§ EXERCISE DIRECTIONS: In the entries below, filter for the word "column" and copy every matching line.

━━━━━━

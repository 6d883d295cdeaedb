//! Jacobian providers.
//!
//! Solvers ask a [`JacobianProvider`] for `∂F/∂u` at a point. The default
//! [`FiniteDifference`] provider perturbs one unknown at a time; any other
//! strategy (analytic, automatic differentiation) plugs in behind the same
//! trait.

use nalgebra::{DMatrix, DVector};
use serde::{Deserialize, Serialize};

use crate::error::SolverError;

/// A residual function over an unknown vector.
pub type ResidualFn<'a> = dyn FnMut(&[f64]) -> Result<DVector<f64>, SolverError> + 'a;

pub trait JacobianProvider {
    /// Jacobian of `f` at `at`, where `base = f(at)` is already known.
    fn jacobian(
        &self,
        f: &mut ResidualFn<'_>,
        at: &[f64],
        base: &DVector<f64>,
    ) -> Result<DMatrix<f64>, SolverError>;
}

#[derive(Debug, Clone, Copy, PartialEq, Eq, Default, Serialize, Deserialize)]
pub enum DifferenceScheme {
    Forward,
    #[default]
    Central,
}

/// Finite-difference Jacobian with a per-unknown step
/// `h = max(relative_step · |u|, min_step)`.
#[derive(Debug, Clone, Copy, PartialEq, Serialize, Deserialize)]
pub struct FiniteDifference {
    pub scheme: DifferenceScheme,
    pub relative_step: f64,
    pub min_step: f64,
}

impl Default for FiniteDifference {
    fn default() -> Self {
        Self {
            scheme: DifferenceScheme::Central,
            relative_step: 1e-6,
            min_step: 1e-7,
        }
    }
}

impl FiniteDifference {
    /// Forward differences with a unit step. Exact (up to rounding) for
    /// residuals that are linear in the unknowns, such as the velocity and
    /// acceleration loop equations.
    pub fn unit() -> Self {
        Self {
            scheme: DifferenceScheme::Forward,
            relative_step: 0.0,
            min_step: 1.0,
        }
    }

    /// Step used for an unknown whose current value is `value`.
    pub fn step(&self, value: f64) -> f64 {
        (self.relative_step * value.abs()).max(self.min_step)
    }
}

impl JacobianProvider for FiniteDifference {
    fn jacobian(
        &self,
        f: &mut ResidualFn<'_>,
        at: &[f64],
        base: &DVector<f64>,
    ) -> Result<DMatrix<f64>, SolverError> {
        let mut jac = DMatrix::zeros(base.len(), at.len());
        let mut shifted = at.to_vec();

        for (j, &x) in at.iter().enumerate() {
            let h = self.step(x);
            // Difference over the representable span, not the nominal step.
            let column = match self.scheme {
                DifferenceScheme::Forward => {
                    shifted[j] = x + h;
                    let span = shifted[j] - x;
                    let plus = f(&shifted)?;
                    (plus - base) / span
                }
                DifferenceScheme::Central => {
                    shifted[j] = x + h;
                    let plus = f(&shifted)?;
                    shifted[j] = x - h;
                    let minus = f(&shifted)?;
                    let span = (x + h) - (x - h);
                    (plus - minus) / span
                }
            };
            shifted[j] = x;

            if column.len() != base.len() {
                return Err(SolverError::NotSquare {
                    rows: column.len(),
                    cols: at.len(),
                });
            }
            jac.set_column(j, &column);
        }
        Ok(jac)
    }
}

━━━━━━

§ EXPECTED ANSWER:
            let column = match self.scheme {
            if column.len() != base.len() {
                    rows: column.len(),
            jac.set_column(j, &column);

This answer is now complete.